La schiavitù infantile subdola o invisibile è una realtà attuale indipendentemente dal continente. In Africa e Haiti, ad esempio, il fenomeno dei bambini in prestito è la forma più ricorrente di schiavitù moderna. Colpisce i bambini dall’età di 5-8 anni.
L’attività “bambini in prestito” è stato inizialmente pensato per aiutare i bambini provenienti da famiglie molto povere. Vivendo generalmente in campagna, i genitori affidano i propri figli a famiglie più abbienti nella speranza di offrire loro un futuro migliore (la scuola…) in cambio di piccoli servizi.
Queste famiglie ospitanti sono molto spesso membri della famiglia (zii, zie, ecc.) o semplicemente altri membri della comunità. Questa forma di servitù è una delle peggiori forme di lavoro minorile o addirittura di lavoro “schiavo oggetto”.
Ad Haiti i bambini in prestito sono chiamati “restavek”. Un termine mutuato dal creolo che significa “stare con”. È un’attività molto antica e radicata nelle usanze haitiane.
I rispettivi genitori vivono pensando che i loro figli vanno a scuola e ben mantenuti con un futuro promettente. Sono lontani dall’immaginare che la vita e la sicurezza dei loro figli siano in pericolo.
La vita quotidiana dei bambini in prestito
Molto spesso sovraccarichi di lavoro, questi bambini sono vittime di ogni tipo di violenza: psicologica, fisica ed economica… Si svegliano alle 4 o 5 del mattino, per poi andare a letto a tarda ora. Il letto su cui dormono è una scomoda cuccetta che si trova solitamente in cucina o in una stanza annessa della casa principale che funge da magazzino.
I diversi compiti sono le faccende domestiche (pulizie, cucina, lavanderia, ecc.); sono anche incaricati dell’ acquisto del legno e di andare ad attingere acqua se necessario. Inoltre, hanno il dovere di accompagnare a scuola i figli del maestro.
Sono maltrattati e costantemente umiliati. Questi senza voce languiscono nel ciclo infernale della schiavitù. Guai a chi mostrasse la volontà di ritornare in famiglia. Subirà ancora più abusi.

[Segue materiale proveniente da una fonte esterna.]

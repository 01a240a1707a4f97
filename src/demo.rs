//! Demo pages: a single configurator, and a two-widget page that
//! exercises the shared popup layer.

use dioxus::prelude::*;

use crate::Route;
use crate::widget::Configurator;

const VISTA_PAYLOAD: &str = r#"{
    "product_title": "Vista 500 Spa",
    "enable_cabinet_options": true,
    "enable_shell_options": true,
    "cabinet_section_title": "Cabinet Colors",
    "shell_section_title": "Shell Colors",
    "cabinet_options": [
        { "name": "Slate", "thumbnail_url": "/assets/spa/cabinet-slate.jpg" },
        { "name": "Graphite", "thumbnail_url": "/assets/spa/cabinet-graphite.jpg" }
    ],
    "shell_options": [
        { "name": "Platinum", "preview_url": "/assets/spa/shell-platinum.jpg",
          "cabinet_images": [
            { "cabinet": "Slate", "url": "/assets/spa/platinum-slate.jpg" },
            { "cabinet": "Graphite", "url": "/assets/spa/platinum-graphite.jpg" }
          ] },
        { "name": "Midnight", "preview_url": "/assets/spa/shell-midnight.jpg",
          "cabinet_images": [
            { "cabinet": "Slate", "url": "/assets/spa/midnight-slate.jpg" },
            { "cabinet": "Graphite", "url": "/assets/spa/midnight-graphite.jpg" }
          ] },
        { "name": "Sterling", "preview_url": "/assets/spa/shell-sterling.jpg",
          "cabinet_images": [
            { "cabinet": "Slate", "url": "/assets/spa/sterling-slate.jpg" }
          ] }
    ],
    "hotspots": [
        { "name": "Cabinet Colors", "kind": "selector", "x_percent": 22, "y_percent": 72 },
        { "name": "Shell Colors", "kind": "selector", "x_percent": 58, "y_percent": 34 },
        { "name": "Top View", "kind": "top_angle", "x_percent": 50, "y_percent": 8,
          "top_angle_image": "/assets/spa/vista-top.jpg" },
        { "name": "View in AR", "kind": "qr_code", "x_percent": 88, "y_percent": 88,
          "qr_code_image": "/assets/spa/vista-qr.png" }
    ]
}"#;

const CASCADE_PAYLOAD: &str = r#"{
    "product_title": "Cascade 300 Spa",
    "enable_cabinet_options": true,
    "enable_shell_options": true,
    "cabinet_section_title": "Cabinets",
    "shell_section_title": "Shells",
    "cabinet_options": [
        { "name": "Driftwood", "thumbnail_url": "/assets/spa/cabinet-driftwood.jpg" },
        { "name": "Espresso", "thumbnail_url": "/assets/spa/cabinet-espresso.jpg" }
    ],
    "shell_options": [
        { "name": "Pearl", "preview_url": "/assets/spa/shell-pearl.jpg",
          "cabinet_images": [
            { "cabinet": "Driftwood", "url": "/assets/spa/pearl-driftwood.jpg" },
            { "cabinet": "Espresso", "url": "/assets/spa/pearl-espresso.jpg" }
          ] }
    ],
    "hotspots": [
        { "name": "Cabinet Colors", "kind": "selector", "x_percent": 30, "y_percent": 68 },
        { "name": "Shell Colors", "kind": "selector", "x_percent": 64, "y_percent": 30 }
    ],
    "default_shell": "Pearl",
    "default_cabinet": "Driftwood"
}"#;

#[component]
fn DemoHeader(subtitle: String) -> Element {
    rsx! {
        div {
            style: "display: flex; gap: 16px; align-items: center; margin-bottom: 24px;",
            h2 {
                style: "color: #e5e7eb; margin: 0; font-size: 20px;",
                "Spa Configurator"
            }
            span {
                style: "color: #6b7280; font-size: 14px;",
                "{subtitle}"
            }
            Link {
                to: Route::Demo {},
                style: "color: #6b7280; text-decoration: none; font-size: 14px;",
                "single"
            }
            Link {
                to: Route::DualDemo {},
                style: "color: #6b7280; text-decoration: none; font-size: 14px;",
                "dual"
            }
        }
    }
}

#[component]
pub fn Demo() -> Element {
    rsx! {
        div {
            style: "min-height: 100vh; background: #0f0f1a; display: flex; flex-direction: column; \
                    align-items: center; padding: 32px 20px; font-family: system-ui, sans-serif;",

            DemoHeader { subtitle: "hotspots, popups, image swapping".to_string() }

            div {
                style: "background: white; border-radius: 14px; padding: 24px; width: 100%; max-width: 760px;",
                Configurator { payload: VISTA_PAYLOAD.to_string() }
            }
        }
    }
}

#[component]
pub fn DualDemo() -> Element {
    rsx! {
        div {
            style: "min-height: 100vh; background: #0f0f1a; display: flex; flex-direction: column; \
                    align-items: center; padding: 32px 20px; font-family: system-ui, sans-serif;",

            DemoHeader { subtitle: "two widgets, one shared popup layer".to_string() }

            div {
                style: "display: grid; grid-template-columns: 1fr 1fr; gap: 24px; width: 100%; max-width: 1200px;",

                div {
                    style: "background: white; border-radius: 14px; padding: 24px;",
                    Configurator { payload: VISTA_PAYLOAD.to_string() }
                }
                div {
                    style: "background: white; border-radius: 14px; padding: 24px;",
                    Configurator { payload: CASCADE_PAYLOAD.to_string() }
                }
            }
        }
    }
}
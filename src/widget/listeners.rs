//! Per-widget window event plumbing: Escape, resize, and scroll.
//!
//! Listeners are installed through an eval bridge and keyed by widget id
//! via an `AbortController`, so teardown removes exactly this widget's
//! handlers and nothing else.

use dioxus::prelude::*;

use crate::popup::{PopupState, WidgetId};
use crate::widget::{POPUP_LAYER, hotspot_anchor, viewport_size};

pub(super) fn use_window_events(widget: WidgetId) {
    use_effect(move || {
        let js = format!(
            r#"
            (() => {{
                const ctl = new AbortController();
                (window.__spaListeners = window.__spaListeners || {{}})[{id}] = ctl;
                const opts = {{ signal: ctl.signal }};
                window.addEventListener('resize', () => dioxus.send('resize'), opts);
                window.addEventListener('scroll', () => dioxus.send('scroll'),
                    {{ signal: ctl.signal, capture: true }});
                document.addEventListener('keydown', (e) => {{
                    if (e.key === 'Escape') dioxus.send('escape');
                }}, opts);
            }})();
            "#,
            id = widget.0
        );
        spawn(async move {
            let mut events = document::eval(&js);
            while let Ok(event) = events.recv::<String>().await {
                handle_window_event(widget, &event);
            }
        });
    });
}

fn handle_window_event(widget: WidgetId, event: &str) {
    match event {
        "escape" => {
            if POPUP_LAYER.read().owned_by(widget) {
                POPUP_LAYER.write().close();
            }
        }
        "resize" => {
            if POPUP_LAYER.read().owned_by(widget) {
                POPUP_LAYER.write().resized();
            }
        }
        // Scroll re-places an anchored popup against the hotspot's new
        // viewport position without closing it.
        "scroll" => {
            let anchored_hotspot = {
                let layer = POPUP_LAYER.read();
                match layer.state() {
                    PopupState::Anchored { hotspot, .. } if layer.owned_by(widget) => {
                        Some(*hotspot)
                    }
                    _ => None,
                }
            };
            if let Some(index) = anchored_hotspot {
                if let Some(anchor) = hotspot_anchor(widget, index) {
                    POPUP_LAYER.write().scrolled(anchor, viewport_size());
                }
            }
        }
        _ => {}
    }
}

pub(super) fn remove_window_events(widget: WidgetId) {
    let _ = document::eval(&format!(
        "window.__spaListeners?.[{id}]?.abort(); \
         if (window.__spaListeners) delete window.__spaListeners[{id}];",
        id = widget.0
    ));
}
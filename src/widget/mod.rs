//! The configurator widget component and the shared popup surface.

mod listeners;

use std::sync::atomic::{AtomicU32, Ordering};

use dioxus::logger::tracing::{error, warn};
use dioxus::prelude::*;

use crate::configurator::ConfiguratorCore;
use crate::model::HotspotKind;
use crate::popup::placement::{GridMetrics, Point, Size};
use crate::popup::{CLOSE_DELAY_MS, PopupLayer, PopupState, WidgetId};

/// The one popup surface shared by every widget on the page.
pub(crate) static POPUP_LAYER: GlobalSignal<PopupLayer> = Signal::global(PopupLayer::new);

static NEXT_WIDGET: AtomicU32 = AtomicU32::new(0);

pub(crate) fn viewport_size() -> Size {
    let window = web_sys::window();
    Size {
        w: window
            .as_ref()
            .and_then(|w| w.inner_width().ok())
            .and_then(|v| v.as_f64())
            .unwrap_or(0.0),
        h: window
            .as_ref()
            .and_then(|w| w.inner_height().ok())
            .and_then(|v| v.as_f64())
            .unwrap_or(0.0),
    }
}

fn hotspot_dom_id(widget: WidgetId, index: usize) -> String {
    format!("spa-hotspot-{}-{}", widget.0, index)
}

/// Current viewport-space center of a hotspot element.
pub(crate) fn hotspot_anchor(widget: WidgetId, index: usize) -> Option<Point> {
    let document = web_sys::window()?.document()?;
    let element = document.get_element_by_id(&hotspot_dom_id(widget, index))?;
    let rect = element.get_bounding_client_rect();
    Some(Point {
        x: rect.x() + rect.width() / 2.0,
        y: rect.y() + rect.height() / 2.0,
    })
}

/// Fade state for the base product image. The first bitmap fades in on
/// its load event; on later src swaps the browser keeps the old bitmap
/// on screen until the replacement has decoded, so the element stays at
/// full opacity and a slow load never dims the view.
#[derive(Debug, Clone, Copy, PartialEq, Default)]
pub(crate) struct ImageFade {
    loaded_once: bool,
}

impl ImageFade {
    pub fn on_load(&mut self) {
        self.loaded_once = true;
    }

    /// True until the first load event; later swaps need no signal.
    pub fn awaiting_first_load(&self) -> bool {
        !self.loaded_once
    }

    pub fn opacity(&self) -> &'static str {
        if self.loaded_once { "1" } else { "0" }
    }
}

fn hotspot_glyph(kind: HotspotKind) -> &'static str {
    match kind {
        HotspotKind::Selector => "+",
        HotspotKind::TopAngle => "\u{2922}",
        HotspotKind::QrCode => "\u{25a6}",
    }
}

#[component]
pub fn Configurator(payload: String) -> Element {
    let widget_id = use_hook(|| WidgetId(NEXT_WIDGET.fetch_add(1, Ordering::Relaxed)));
    let core: Signal<Option<ConfiguratorCore>> = use_signal(|| {
        match ConfiguratorCore::new(&payload) {
            Ok(core) => Some(core),
            Err(err) => {
                error!("configurator: payload rejected: {err}");
                None
            }
        }
    });
    let mut fade = use_signal(ImageFade::default);

    listeners::use_window_events(widget_id);
    use_drop(move || {
        listeners::remove_window_events(widget_id);
        POPUP_LAYER.write().release(widget_id);
    });

    // Fade the base image in on its first load event. Later src swaps
    // skip the bridge; the element stays fully opaque and the old bitmap
    // holds the frame until the new one decodes.
    use_effect(move || {
        let src = core
            .read()
            .as_ref()
            .and_then(|c| c.current_image_url().map(String::from));
        let Some(_src) = src else { return };
        if !fade.peek().awaiting_first_load() {
            return;
        }
        let js = format!(
            r#"
            const img = document.getElementById('spa-image-{id}');
            if (!img || img.complete) {{ dioxus.send(true); }}
            else {{ img.addEventListener('load', () => dioxus.send(true), {{ once: true }}); }}
            "#,
            id = widget_id.0
        );
        spawn(async move {
            let mut loaded = document::eval(&js);
            if loaded.recv::<bool>().await.is_ok() {
                fade.write().on_load();
            }
        });
    });

    let snapshot = core.read().clone();
    let Some(view) = snapshot else {
        return rsx! {
            div {
                class: "spa-configurator spa-not-configured",
                style: "padding: 40px; text-align: center; background: #f3f4f6; border-radius: 10px; \
                        color: #6b7280; font-family: system-ui, sans-serif; font-size: 15px;",
                "This product is not configured yet."
            }
        };
    };

    let title = view.current_title();
    let title_opacity = if title.is_empty() { "0" } else { "1" };
    let image_url = view.current_image_url().unwrap_or_default().to_string();
    let image_opacity = fade.read().opacity();
    let product_title = view.config().product_title.clone();
    let hotspots = view.config().hotspots.clone();
    let img_id = format!("spa-image-{}", widget_id.0);

    let layer = POPUP_LAYER.read().clone();
    let popup = if layer.owned_by(widget_id) {
        popup_markup(&view, core, layer.state().clone())
    } else {
        rsx! {}
    };

    rsx! {
        div {
            class: "spa-configurator",
            style: "position: relative; width: 100%; max-width: 720px; font-family: system-ui, sans-serif;",

            if !product_title.is_empty() {
                h2 {
                    style: "margin: 0 0 12px 0; font-size: 22px; color: #111;",
                    "{product_title}"
                }
            }

            div {
                style: "position: relative;",

                if !image_url.is_empty() {
                    img {
                        id: "{img_id}",
                        class: "spa-base-image",
                        src: "{image_url}",
                        style: "width: 100%; display: block; border-radius: 10px; \
                                opacity: {image_opacity}; transition: opacity 0.3s;",
                    }
                }

                for (i, hotspot) in hotspots.iter().enumerate() {
                    {
                        let dom_id = hotspot_dom_id(widget_id, i);
                        let glyph = hotspot_glyph(hotspot.kind);
                        let x = hotspot.x_percent;
                        let y = hotspot.y_percent;

                        rsx! {
                            button {
                                id: "{dom_id}",
                                class: "spa-hotspot",
                                style: "position: absolute; left: {x}%; top: {y}%; \
                                        transform: translate(-50%, -50%); width: 32px; height: 32px; \
                                        border-radius: 50%; border: 2px solid white; background: rgba(79,70,229,0.85); \
                                        color: white; font-size: 16px; line-height: 1; cursor: pointer; \
                                        box-shadow: 0 2px 8px rgba(0,0,0,0.35);",
                                onclick: move |e| {
                                    e.stop_propagation();
                                    let anchor = hotspot_anchor(widget_id, i).unwrap_or_default();
                                    let outcome = core.with(|c| {
                                        c.as_ref().map(|c| {
                                            POPUP_LAYER.write().activate(
                                                widget_id,
                                                c.config(),
                                                i,
                                                anchor,
                                                viewport_size(),
                                            )
                                        })
                                    });
                                    if let Some(Err(reason)) = outcome {
                                        warn!("configurator: hotspot {i} ignored: {reason}");
                                    }
                                },
                                "{glyph}"
                            }
                        }
                    }
                }
            }

            // The title keeps its space; only its visibility toggles.
            div {
                class: "spa-title",
                style: "min-height: 24px; margin-top: 10px; font-size: 15px; color: #374151; \
                        opacity: {title_opacity}; transition: opacity 0.2s;",
                "{title}"
            }

            {popup}
        }
    }
}

/// Popup markup for the widget that currently owns the layer.
fn popup_markup(
    view: &ConfiguratorCore,
    mut core: Signal<Option<ConfiguratorCore>>,
    state: PopupState,
) -> Element {
    match state {
        PopupState::Closed => rsx! {},

        PopupState::Anchored { at, size, group, title, .. } => {
            let grid = GridMetrics::for_viewport(viewport_size().w);
            let choices = view.config().choices(group);
            let columns = grid.first_row(choices.len());
            let selected: Vec<bool> = choices
                .iter()
                .map(|choice| view.selection().is_selected(choice))
                .collect();

            rsx! {
                // Click-away backdrop
                div {
                    style: "position: fixed; inset: 0; z-index: 999;",
                    onclick: move |e| {
                        e.stop_propagation();
                        POPUP_LAYER.write().close();
                    },
                }

                div {
                    class: "spa-popup",
                    style: "position: fixed; left: {at.x}px; top: {at.y}px; width: {size.w}px; \
                            background: white; border-radius: 10px; box-sizing: border-box; \
                            box-shadow: 0 8px 28px rgba(0,0,0,0.25); z-index: 1000;",

                    PopupHeader { title: title.clone() }

                    div {
                        style: "display: grid; grid-template-columns: repeat({columns}, {grid.cell}px); \
                                gap: {grid.gap}px; padding: 0 14px 14px 14px; justify-content: center;",

                        for (i, choice) in choices.into_iter().enumerate() {
                            {
                                let name = choice.name().to_string();
                                let thumb = choice.image_url().unwrap_or_default().to_string();
                                let border = if selected[i] { "#4f46e5" } else { "transparent" };

                                rsx! {
                                    div {
                                        class: "spa-option",
                                        style: "width: {grid.cell}px; cursor: pointer; text-align: center; \
                                                border: 2px solid {border}; border-radius: 8px; box-sizing: border-box; \
                                                padding: 2px; transition: border-color 0.15s;",
                                        onclick: move |e| {
                                            e.stop_propagation();
                                            core.with_mut(|c| {
                                                if let Some(c) = c {
                                                    c.select(choice.clone());
                                                }
                                            });
                                            // Let the highlight register before closing.
                                            let generation = POPUP_LAYER.read().generation();
                                            spawn(async move {
                                                gloo_timers::future::TimeoutFuture::new(CLOSE_DELAY_MS).await;
                                                POPUP_LAYER.write().close_if(generation);
                                            });
                                        },

                                        if !thumb.is_empty() {
                                            img {
                                                src: "{thumb}",
                                                style: "width: 100%; aspect-ratio: 1; object-fit: cover; \
                                                        border-radius: 6px; display: block;",
                                            }
                                        }
                                        div {
                                            style: "font-size: 12px; color: #374151; padding: 4px 0; \
                                                    overflow: hidden; text-overflow: ellipsis; white-space: nowrap;",
                                            "{name}"
                                        }
                                    }
                                }
                            }
                        }
                    }
                }
            }
        }

        PopupState::Centered { view: centered, image_url } => {
            let heading = centered.heading().to_string();
            rsx! {
                // Dimming overlay; clicking it closes the popup.
                div {
                    style: "position: fixed; inset: 0; background: rgba(0,0,0,0.6); z-index: 999;",
                    onclick: move |_| {
                        POPUP_LAYER.write().close();
                    },
                }

                div {
                    class: "spa-popup",
                    style: "position: fixed; left: 50%; top: 50%; transform: translate(-50%, -50%); \
                            background: white; border-radius: 10px; box-shadow: 0 8px 28px rgba(0,0,0,0.35); \
                            z-index: 1000; max-width: 80vw; padding-bottom: 14px;",

                    PopupHeader { title: heading }

                    img {
                        src: "{image_url}",
                        style: "display: block; max-width: 76vw; max-height: 70vh; margin: 0 14px;",
                    }
                }
            }
        }
    }
}

#[component]
fn PopupHeader(title: String) -> Element {
    rsx! {
        div {
            style: "display: flex; align-items: center; justify-content: space-between; \
                    padding: 12px 14px 8px 14px;",
            h3 {
                style: "margin: 0; font-size: 15px; color: #111;",
                "{title}"
            }
            button {
                class: "spa-popup-close",
                style: "border: none; background: none; font-size: 20px; color: #6b7280; \
                        cursor: pointer; line-height: 1; padding: 0 2px;",
                onclick: move |e| {
                    e.stop_propagation();
                    POPUP_LAYER.write().close();
                },
                "\u{00d7}"
            }
        }
    }
}

#[cfg(test)]
mod tests {
    use super::ImageFade;

    #[test]
    fn image_is_hidden_only_until_the_first_load() {
        let mut fade = ImageFade::default();
        assert_eq!(fade.opacity(), "0");
        assert!(fade.awaiting_first_load());
        fade.on_load();
        assert_eq!(fade.opacity(), "1");
    }

    #[test]
    fn src_swap_after_first_load_never_dims() {
        let mut fade = ImageFade::default();
        fade.on_load();
        // A later swap installs no load bridge and keeps full opacity,
        // so the old bitmap stays visible while the new one loads.
        assert!(!fade.awaiting_first_load());
        assert_eq!(fade.opacity(), "1");
    }
}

Così intrappolati, e non avendo modo di informare i genitori, si rassegnano e sperano che le loro silenziose preghiere raggiungano il cuore dei propri genitori. Nel peggiore dei casi, sopravvivono in attesa del momento in cui saranno abbastanza grandi per scappare.
Ricordiamo però che si tratta di contratti fuorilegge all’insaputa delle autorità competenti. A tal fine, i governi hanno ratificato la Convenzione sui diritti del fanciullo, che prevede in alcune sue disposizioni il divieto di sfruttamento economico, di qualsiasi lavoro pericoloso che possa nuocere all’istruzione e allo sviluppo del fanciullo e il diritto ad essere tutelato contro gli abusi sessuali e contro la tratta (artt. 32, 34, 35). La Convenzione ILO n. 182 definisce esplicitamente nel suo articolo 3 le peggiori forme di lavoro minorile comprese tutte le forme di schiavitù. Possiamo citare tra gli altri: “la tratta dei bambini, la servitù per debiti e la servitù della gleba, nonché il lavoro forzato o coatto e il lavoro che, per sua natura o per le condizioni in cui viene svolto, può nuocere alla salute, alla sicurezza o alla morale del bambino”.
Le ONG nazionali e internazionali sostengono gli Stati nella lotta incessante contro questo flagello dello sfruttamento e del lavoro minorile.